Теперь, когда он пришел в себя, Седой вдруг стал немногословен, как маточная овца, когда она не в настроении.

— Это не поможет! — закончил Отелло.

— Поможет думать! — отрезал баран.

— Я думаю, — ответил Отелло. — Думаю день и ночь.

Это было не совсем так, потому что ночами он, измученный, спал в углу загона. Но ему хотелось произвести на чужака впечатление.

— Значит, ты думаешь не о том! — возразил баран.

Отелло молчал.

— О чем ты думаешь? — спросил Седой.

— О сене, — чуть слышно ответил Отелло.

Как он и ожидал, баран неодобрительно покачал головой:

— Думай о блеске на шерсти крота, думай о звуке, который ветер рождает в кустах, и о том чувстве внутри, которое появляется, когда ты спускаешься с горы. Думай о том, как пахнет дорога, лежащая перед тобой, думай о свободе! Но никогда не думай о сене.

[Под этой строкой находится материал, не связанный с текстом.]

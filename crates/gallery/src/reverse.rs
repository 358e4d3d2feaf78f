//! Reverse traversal.
//!
//! The base sits one position *after* the element it denotes, so the end of
//! a slice is the first reversed position and the beginning is the last.
//! Every operation is the mirror of the default:
//!
//! - dereference reads the element before the base
//! - increment steps back, decrement steps forward
//! - advance negates its offset
//! - distance and ordering swap their operands
//!
//! Equality is unchanged and inherited.

use std::ops::Neg;

use iterator_adaptors::cursor::BidirectionalCursor;
use iterator_adaptors::cursor::Cursor;
use iterator_adaptors::cursor::OffsetFrom;
use iterator_adaptors::cursor::RandomAccessCursor;
use iterator_adaptors::inherit_default_policies;
use iterator_adaptors::policy::Advance;
use iterator_adaptors::policy::Decrement;
use iterator_adaptors::policy::Dereference;
use iterator_adaptors::policy::Distance;
use iterator_adaptors::policy::Increment;
use iterator_adaptors::policy::Less;

/// Walk a bidirectional cursor backwards.
#[derive(Clone, Copy, Debug, Default)]
pub struct Reverse;

impl<I, R> Dereference<I, R> for Reverse
where
    I: BidirectionalCursor + Clone,
    I::Item: Into<R>,
{
    fn dereference(base: &I) -> R {
        let mut prev = base.clone();
        prev.step_back();
        return prev.get().into();
    }
}

impl<I: BidirectionalCursor> Increment<I> for Reverse {
    fn increment(base: &mut I) {
        base.step_back();
    }
}

impl<I: Cursor> Decrement<I> for Reverse {
    fn decrement(base: &mut I) {
        base.step();
    }
}

impl<I, D> Advance<I, D> for Reverse
where
    I: RandomAccessCursor,
    D: Neg<Output = D> + Into<I::Difference>,
{
    fn advance(base: &mut I, n: D) {
        base.jump((-n).into());
    }
}

// Reversed, `y` is ahead of `x` by however far `x` is ahead natively.
impl<I, J, D> Distance<I, J, D> for Reverse
where
    I: OffsetFrom<J>,
    I::Difference: Into<D>,
{
    fn distance(x: &I, y: &J) -> D {
        return x.offset_from(y).into();
    }
}

impl<I, J> Less<I, J> for Reverse
where
    J: PartialOrd<I>,
{
    fn less(x: &I, y: &J) -> bool {
        return y < x;
    }
}

inherit_default_policies!(Reverse => equal);

#[cfg(test)]
mod tests {
    use super::*;
    use iterator_adaptors::IteratorAdaptor;
    use iterator_adaptors::Ptr;

    type Rev<'a> = IteratorAdaptor<Ptr<'a, char>, Reverse>;

    fn rbegin(data: &[char]) -> Rev<'_> {
        return IteratorAdaptor::new(Ptr::end(data));
    }

    fn rend(data: &[char]) -> Rev<'_> {
        return IteratorAdaptor::new(Ptr::begin(data));
    }

    #[test]
    fn reads_backwards() {
        let data = ['a', 'b', 'c', 'd'];
        let p = rbegin(&data);
        assert_eq!(*p.get(), 'd');
        assert_eq!(*p.at(1), 'c');
        assert_eq!(*(p + 3).get(), 'a');
    }

    #[test]
    fn mirrored_distance_and_order() {
        let data = ['a', 'b', 'c', 'd'];
        let first = rbegin(&data);
        let last = rend(&data);
        assert_eq!(&last - &first, 4);
        assert_eq!(&first - &last, -4);
        assert!(first < last);
        assert!(first + 1 > first);
    }

    #[test]
    fn decrement_moves_toward_end() {
        let data = ['a', 'b', 'c'];
        let mut p = rend(&data);
        p.decrement();
        assert_eq!(*p.get(), 'a');
        p -= 1;
        assert_eq!(*p.get(), 'b');
    }

    #[test]
    fn range_collects_reversed() {
        let data = ['x', 'y', 'z'];
        let collected: String = rbegin(&data).until(rend(&data)).collect();
        assert_eq!(collected, "zyx");
        let twice: String = rbegin(&data).until(rend(&data)).rev().collect();
        assert_eq!(twice, "xyz");
    }
}
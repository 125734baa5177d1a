mod cli;
mod commands;
mod config;
mod error;
mod navigation;
mod routes;
mod state;

use std::process::ExitCode;

use clap::Parser;
use serde_json::Value;

use crate::cli::Cli;
use crate::error::AppError;
use crate::state::AppState;

#[tokio::main]
async fn main() -> ExitCode {
    config::load_dotenv();
    config::init_tracing();

    let cli = Cli::parse();
    match run(cli).await {
        Ok(()) => ExitCode::SUCCESS,
        Err(e) => {
            tracing::debug!(error = ?e, "command failed");
            eprintln!("error: {e}");
            ExitCode::FAILURE
        }
    }
}

async fn run(cli: Cli) -> Result<(), AppError> {
    let client_config = config::client_config(&cli)?;
    let mut state = AppState::start(&client_config).await?;
    let output = commands::run(&mut state, cli.command).await?;
    match output {
        Value::String(text) => print!("{text}"),
        other => println!("{}", serde_json::to_string_pretty(&other)?),
    }
    Ok(())
}
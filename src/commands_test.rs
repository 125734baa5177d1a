use std::sync::Arc;

use client::util::auth::LOGIN_PATH;
use client::{MemoryTokenStore, TokenStore};
use wiremock::matchers::{any, method, path, query_param};
use wiremock::{Mock, MockServer, ResponseTemplate};

use super::*;

async fn app_for(server: &MockServer, token: Option<&str>) -> (AppState, Arc<MemoryTokenStore>) {
    let store = Arc::new(token.map_or_else(MemoryTokenStore::new, MemoryTokenStore::with_token));
    let api = ApiClient::new(&server.uri(), store.clone()).unwrap();
    let session = SessionManager::restored(api).await;
    (AppState::with_session(session), store)
}

async fn mount_me(server: &MockServer) {
    Mock::given(method("GET"))
        .and(path("/auth/me"))
        .respond_with(
            ResponseTemplate::new(200)
                .set_body_json(serde_json::json!({ "id": 1, "username": "alice", "role": "admin" })),
        )
        .mount(server)
        .await;
}

// =============================================================================
// ARGUMENT PARSING
// =============================================================================

#[test]
fn parse_params_splits_on_first_equals() {
    let params = parse_params(&["search=a=b".to_owned(), " status =open".to_owned()]).unwrap();
    assert_eq!(
        params,
        vec![("search".to_owned(), "a=b".to_owned()), ("status".to_owned(), "open".to_owned())]
    );
}

#[test]
fn parse_params_rejects_missing_equals() {
    let err = parse_params(&["status".to_owned()]).unwrap_err();
    assert!(matches!(err, AppError::InvalidParam(ref p) if p == "status"));
}

#[test]
fn parse_params_rejects_empty_key() {
    assert!(matches!(parse_params(&["=open".to_owned()]), Err(AppError::InvalidParam(_))));
}

#[test]
fn parse_json_reports_invalid_payloads() {
    assert!(matches!(parse_json("{not json"), Err(AppError::InvalidJson(_))));
    assert_eq!(parse_json(r#"{"name":"pump"}"#).unwrap(), serde_json::json!({ "name": "pump" }));
}

#[test]
fn job_query_copies_every_filter() {
    let query = job_query(JobFilterArgs {
        status: Some("active".into()),
        priority: Some("high".into()),
        search: None,
        page: Some(2),
        per_page: Some(25),
    });
    assert_eq!(query.status.as_deref(), Some("active"));
    assert_eq!(query.priority.as_deref(), Some("high"));
    assert!(query.search.is_none());
    assert_eq!(query.page, Some(2));
    assert_eq!(query.per_page, Some(25));
}

#[test]
fn report_query_copies_every_filter() {
    let query = report_query(ReportFilterArgs {
        start_date: Some("2024-01-01".into()),
        end_date: Some("2024-02-01".into()),
        job_id: Some(3),
        user_id: None,
        status: None,
        format: Some("csv".into()),
    });
    assert_eq!(query.start_date.as_deref(), Some("2024-01-01"));
    assert_eq!(query.end_date.as_deref(), Some("2024-02-01"));
    assert_eq!(query.job_id, Some(3));
    assert!(query.user_id.is_none());
    assert_eq!(query.format.as_deref(), Some("csv"));
}

#[test]
fn view_names() {
    assert_eq!(view_name(Resolution::Loading), "loading");
    assert_eq!(view_name(Resolution::Redirect(LOGIN_PATH)), "redirect");
    assert_eq!(view_name(Resolution::Render(View::Jobs)), "jobs");
    assert_eq!(view_name(Resolution::Render(View::Dashboard)), "dashboard");
}

// =============================================================================
// GUARDS
// =============================================================================

#[tokio::test]
async fn resource_commands_require_sign_in() {
    let server = MockServer::start().await;
    Mock::given(any())
        .respond_with(ResponseTemplate::new(500))
        .expect(0)
        .mount(&server)
        .await;

    let (mut state, _) = app_for(&server, None).await;
    let err = run(&mut state, Command::Jobs(JobsCommand::Dashboard)).await.unwrap_err();
    assert!(matches!(err, AppError::NotSignedIn));
}

#[tokio::test]
async fn login_while_signed_in_is_refused() {
    let server = MockServer::start().await;
    mount_me(&server).await;

    let (mut state, _) = app_for(&server, Some("abc")).await;
    let command = Command::Login { username: "bob".into(), password: "pw".into() };
    let err = run(&mut state, command).await.unwrap_err();
    assert!(matches!(err, AppError::AlreadySignedIn(ref name) if name == "alice"));
}

#[tokio::test]
async fn whoami_returns_the_profile() {
    let server = MockServer::start().await;
    mount_me(&server).await;

    let (mut state, _) = app_for(&server, Some("abc")).await;
    let user = run(&mut state, Command::Whoami).await.unwrap();
    assert_eq!(user["username"], "alice");
    assert_eq!(user["display_name"], "alice");
}

#[test]
fn profile_prefers_full_name() {
    let user: User = serde_json::from_value(serde_json::json!({
        "id": 2,
        "username": "bwayne",
        "role": "technician",
        "first_name": "Bruce",
        "last_name": "Wayne",
    }))
    .unwrap();
    let value = profile(user).unwrap();
    assert_eq!(value["display_name"], "Bruce Wayne");
    assert_eq!(value["username"], "bwayne");
}

#[tokio::test]
async fn csv_report_passes_through_as_text() {
    let server = MockServer::start().await;
    mount_me(&server).await;
    Mock::given(method("GET"))
        .and(path("/reports/inventory-status"))
        .and(query_param("format", "csv"))
        .respond_with(ResponseTemplate::new(200).set_body_raw("status,count\navailable,3\n", "text/csv"))
        .mount(&server)
        .await;

    let (mut state, _) = app_for(&server, Some("abc")).await;
    let filter = ReportFilterArgs { format: Some("csv".into()), ..ReportFilterArgs::default() };
    let command = Command::Reports(ReportsCommand::InventoryStatus(filter));
    let output = run(&mut state, command).await.unwrap();
    assert_eq!(output, Value::String("status,count\navailable,3\n".to_owned()));
}

// =============================================================================
// SESSION EXPIRY
// =============================================================================

#[tokio::test]
async fn rejected_request_expires_session_and_returns_to_login() {
    let server = MockServer::start().await;
    mount_me(&server).await;
    Mock::given(method("GET"))
        .and(path("/jobs"))
        .respond_with(
            ResponseTemplate::new(401).set_body_json(serde_json::json!({ "error": "Token expired" })),
        )
        .mount(&server)
        .await;

    let (mut state, store) = app_for(&server, Some("abc")).await;
    state.navigator.navigate("/jobs");

    let err = run(&mut state, Command::Jobs(JobsCommand::List(JobFilterArgs::default())))
        .await
        .unwrap_err();
    assert!(matches!(err, AppError::SessionExpired));
    assert_eq!(state.navigator.location(), LOGIN_PATH);
    assert!(!state.session.is_authenticated().await);
    assert!(store.get().is_none());
}

#[tokio::test]
async fn rejected_login_is_not_reported_as_expiry() {
    let server = MockServer::start().await;
    Mock::given(method("POST"))
        .and(path("/auth/login"))
        .respond_with(
            ResponseTemplate::new(401)
                .set_body_json(serde_json::json!({ "error": "Invalid credentials" })),
        )
        .mount(&server)
        .await;

    let (mut state, _) = app_for(&server, None).await;
    let command = Command::Login { username: "alice".into(), password: "wrong".into() };
    let err = run(&mut state, command).await.unwrap_err();
    assert!(matches!(err, AppError::Api(ApiError::Unauthorized)));
}

// =============================================================================
// OPEN / LOGOUT
// =============================================================================

#[tokio::test]
async fn open_unknown_path_while_signed_out_lands_on_login() {
    let server = MockServer::start().await;
    let (mut state, _) = app_for(&server, None).await;

    let output = run(&mut state, Command::Open { path: "/nowhere".into() }).await.unwrap();
    assert_eq!(output["location"], "/login");
    assert_eq!(output["view"], "login");
    assert_eq!(state.navigator.location(), "/login");
}

#[tokio::test]
async fn open_protected_view_renders_content() {
    let server = MockServer::start().await;
    mount_me(&server).await;
    Mock::given(method("GET"))
        .and(path("/jobs"))
        .respond_with(ResponseTemplate::new(200).set_body_json(serde_json::json!({ "jobs": [] })))
        .mount(&server)
        .await;

    let (mut state, _) = app_for(&server, Some("abc")).await;
    let output = run(&mut state, Command::Open { path: "/jobs".into() }).await.unwrap();
    assert_eq!(output["location"], "/jobs");
    assert_eq!(output["view"], "jobs");
    assert_eq!(output["content"], serde_json::json!({ "jobs": [] }));
}

#[tokio::test]
async fn logout_clears_the_session() {
    let server = MockServer::start().await;
    mount_me(&server).await;
    Mock::given(method("POST"))
        .and(path("/auth/logout"))
        .respond_with(ResponseTemplate::new(200))
        .expect(1)
        .mount(&server)
        .await;

    let (mut state, store) = app_for(&server, Some("abc")).await;
    let output = run(&mut state, Command::Logout).await.unwrap();
    assert_eq!(output, serde_json::json!({ "signed_in": false }));
    assert!(store.get().is_none());
    assert!(!state.session.is_authenticated().await);
}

Отелло посмотрел на Седого. Желудок у него странно сжался, но не от голода.

— И если тебе будет совсем невмоготу, — сказал Седой, — думай обо мне.

Отелло подумал о Седом, и ярость вернулась в его четыре рога. Он тряхнул головой, отгоняя старые мысли. Овцы все еще с удивлением смотрели на него.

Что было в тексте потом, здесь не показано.